Federal and state governments offer tax-credit programs to encourage investment in areas such as affordable housing, community development and clean energy. Companies invest in these programs to receive credits that reduce their tax liabilities. In recent years, more businesses have invested in renewable-energy tax credits as investors push them to boost corporate sustainability efforts.
To account for most tax credit-investments, businesses currently have to use the equity method, which requires them to record a share of the profits or losses associated with the investments. Companies, however, don’t consider this approach reflective of the underlying value of investments, causing an issue as more of them invest in tax-credit programs.
There is another way to account for these investments, called the proportional amortization method. Under that approach—which was only available for investments related to low-income-housing tax-credit programs—companies match their investment losses with the income-tax credits and other benefits, such as depreciation, that they received in the same period.
The FASB, which sets accounting standards for U.S. companies, on Wednesday voted to allow companies to use this amortization method for any tax-credit investments that meet certain criteria. For example, to apply the method, the returns of an investment that is being amortized have to be in the form of tax credits and other tax benefits.
The rule primarily affects public and private financial institutions, such as banks and insurance companies, which often make these types of investments. It is set to go into effect for public companies in early 2024 and for private businesses a year later.
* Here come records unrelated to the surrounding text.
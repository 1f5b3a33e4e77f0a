//! End-to-end floor scenarios: conservation, gate capacity, handshake
//! alternation, FIFO pickup, and liveness.
//!
//! Each test subscribes a raw broadcast receiver before the run and drains
//! the buffered events afterwards; the bus capacity in the test config is
//! sized so nothing is dropped.

use std::sync::Arc;
use std::time::Duration;

use bankfloor::{Bank, Config, DelayRange, Event, EventKind, Subscriber, Transaction};

fn quick_config(tellers: u32) -> Config {
    Config {
        tellers,
        arrival_spacing: Duration::from_millis(1),
        take_timeout: Duration::from_millis(10),
        manager_delay: DelayRange::from_millis(1, 3),
        safe_delay: DelayRange::from_millis(1, 3),
        bus_capacity: 16_384,
        grace: Duration::from_secs(10),
        ..Config::default()
    }
}

fn no_subscribers() -> Vec<Arc<dyn Subscriber>> {
    Vec::new()
}

/// Runs a day with fixed transactions and returns every published event.
async fn run_and_record(cfg: Config, transactions: Vec<Transaction>) -> Vec<Event> {
    let bank = Bank::new(cfg, no_subscribers());
    let mut rx = bank.bus.subscribe();

    tokio::time::timeout(
        Duration::from_secs(60),
        bank.run_with_transactions(transactions),
    )
    .await
    .expect("run did not terminate")
    .expect("run failed");

    let mut events = Vec::new();
    while let Ok(ev) = rx.try_recv() {
        events.push(ev);
    }
    events
}

fn count(events: &[Event], kind: EventKind) -> usize {
    events.iter().filter(|e| e.kind == kind).count()
}

/// Peak number of tellers simultaneously between `enter` and `exit` events,
/// in bus publish order. Both events are published while the gate is held,
/// so this never overstates occupancy.
fn peak_occupancy(events: &[Event], enter: EventKind, exit: EventKind) -> usize {
    let mut inside = 0usize;
    let mut peak = 0usize;
    for ev in events {
        if ev.kind == enter {
            inside += 1;
            peak = peak.max(inside);
        } else if ev.kind == exit {
            inside = inside.saturating_sub(1);
        }
    }
    peak
}

#[tokio::test(flavor = "multi_thread")]
async fn reduced_scenario_one_teller_three_withdrawals() {
    let events = run_and_record(quick_config(1), vec![Transaction::Withdrawal; 3]).await;

    // Conservation: every customer served, nobody skipped or double-counted.
    assert_eq!(count(&events, EventKind::TransactionComplete), 3);
    assert_eq!(count(&events, EventKind::CustomerLeft), 3);
    assert_eq!(count(&events, EventKind::TellerClosing), 1);
    assert_eq!(count(&events, EventKind::BankClosed), 1);

    // Every withdrawal consulted the manager, and never two at once.
    assert_eq!(count(&events, EventKind::ManagerConsulting), 3);
    assert!(
        peak_occupancy(&events, EventKind::ManagerConsulting, EventKind::ManagerApproved) <= 1
    );
}

#[tokio::test(flavor = "multi_thread")]
async fn reference_scenario_three_tellers_fifty_customers() {
    let transactions: Vec<Transaction> = (0..50)
        .map(|i| {
            if i % 2 == 0 {
                Transaction::Deposit
            } else {
                Transaction::Withdrawal
            }
        })
        .collect();
    let events = run_and_record(quick_config(3), transactions).await;

    assert_eq!(count(&events, EventKind::TransactionComplete), 50);
    assert_eq!(count(&events, EventKind::CustomerLeft), 50);
    assert_eq!(count(&events, EventKind::TellerClosing), 3);

    // Gate limits: safe ≤ 2, manager ≤ 1, observed in publish order.
    assert!(peak_occupancy(&events, EventKind::SafeEntered, EventKind::SafeLeft) <= 2);
    assert!(
        peak_occupancy(&events, EventKind::ManagerConsulting, EventKind::ManagerApproved) <= 1
    );
    // Only the 25 withdrawals visited the manager.
    assert_eq!(count(&events, EventKind::ManagerConsulting), 25);
}

#[tokio::test(flavor = "multi_thread")]
async fn handshake_alternates_per_customer() {
    let events = run_and_record(
        quick_config(3),
        vec![
            Transaction::Withdrawal,
            Transaction::Deposit,
            Transaction::Withdrawal,
            Transaction::Deposit,
            Transaction::Deposit,
        ],
    )
    .await;

    let phases = [
        EventKind::ServiceStarted,
        EventKind::CustomerIntroduced,
        EventKind::TransactionRequested,
        EventKind::TransactionStated,
        EventKind::TransactionComplete,
        EventKind::CustomerLeft,
    ];

    for customer in 0..5u64 {
        let observed: Vec<EventKind> = events
            .iter()
            .filter(|e| e.customer == Some(customer) && phases.contains(&e.kind))
            .map(|e| e.kind)
            .collect();
        assert_eq!(
            observed, phases,
            "customer {customer}: phases repeated, skipped, or reordered"
        );
    }
}

#[tokio::test(flavor = "multi_thread")]
async fn single_teller_picks_up_in_arrival_order() {
    // One teller and spaced arrivals: pickup order must match queue order.
    let cfg = Config {
        arrival_spacing: Duration::from_millis(5),
        ..quick_config(1)
    };
    let events = run_and_record(cfg, vec![Transaction::Deposit; 6]).await;

    let queued: Vec<u64> = events
        .iter()
        .filter(|e| e.kind == EventKind::CustomerQueued)
        .filter_map(|e| e.customer)
        .collect();
    let picked: Vec<u64> = events
        .iter()
        .filter(|e| e.kind == EventKind::ServiceStarted)
        .filter_map(|e| e.customer)
        .collect();
    assert_eq!(queued.len(), 6);
    assert_eq!(queued, picked, "pickup order diverged from arrival order");
}

#[tokio::test(flavor = "multi_thread")]
async fn liveness_one_teller_five_hundred_customers() {
    let cfg = Config {
        tellers: 1,
        arrival_spacing: Duration::ZERO,
        take_timeout: Duration::from_millis(5),
        manager_delay: DelayRange::from_millis(0, 0),
        safe_delay: DelayRange::from_millis(0, 0),
        bus_capacity: 1,
        grace: Duration::from_secs(30),
        ..Config::default()
    };
    let bank = Bank::new(cfg, no_subscribers());
    let transactions: Vec<Transaction> = (0..500)
        .map(|i| {
            if i % 3 == 0 {
                Transaction::Withdrawal
            } else {
                Transaction::Deposit
            }
        })
        .collect();

    tokio::time::timeout(Duration::from_secs(120), bank.run_with_transactions(transactions))
        .await
        .expect("run wedged: termination protocol failed")
        .expect("run failed");
}

#[tokio::test(flavor = "multi_thread")]
async fn zero_customers_closes_immediately() {
    let bank = Bank::new(quick_config(3), no_subscribers());
    let mut rx = bank.bus.subscribe();

    tokio::time::timeout(Duration::from_secs(5), bank.run_with_transactions(Vec::new()))
        .await
        .expect("tellers did not close on an empty day")
        .expect("run failed");

    let mut events = Vec::new();
    while let Ok(ev) = rx.try_recv() {
        events.push(ev);
    }
    assert_eq!(count(&events, EventKind::TellerClosing), 3);
    assert_eq!(count(&events, EventKind::TransactionComplete), 0);
}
The FASB expects to issue the new standard by late March, a spokeswoman said.
The standard-setter in September 2021 added the project to its agenda. It is separate from an existing project on accounting for climate-related transactions, such as renewable-energy credits, which are certificates that regulators offer to energy providers when they deliver energy to a power grid. The FASB hasn’t proposed a rule on that yet.
Some executives and companies in recent months have said the FASB’s tax-credit-accounting proposal didn’t go far enough. The proposed rule should be expanded to cover state-based premium tax-credit programs, which provide refundable tax credits to insurers that have tax liabilities in particular states and are similar to income tax-credit programs, Kevin Spataro, senior vice president of accounting policy and research at insurance firm
, wrote in an October letter to the FASB.
“Due to the nature and construction of these programs, the [proposed rule] should allow these structures to be included in its scope and allow the proportional amortization to be applied,” Mr. Spataro said at the time.
The FASB decided against including these programs as it intended its project to have a narrow scope.
Bank of America Corp.
said in October it was concerned that the proposal was too narrow and that it wouldn’t meet the FASB’s goal of having similar accounting rules for similar tax-credit structures.
“The board should provide expanded guidance and or examples as to how to apply this guidance,” Michael Tovey, the bank’s corporate controller, said in a letter to the FASB at the time.
Bank of America declined to comment Wednesday, while Allstate didn’t immediately respond to a request for comment.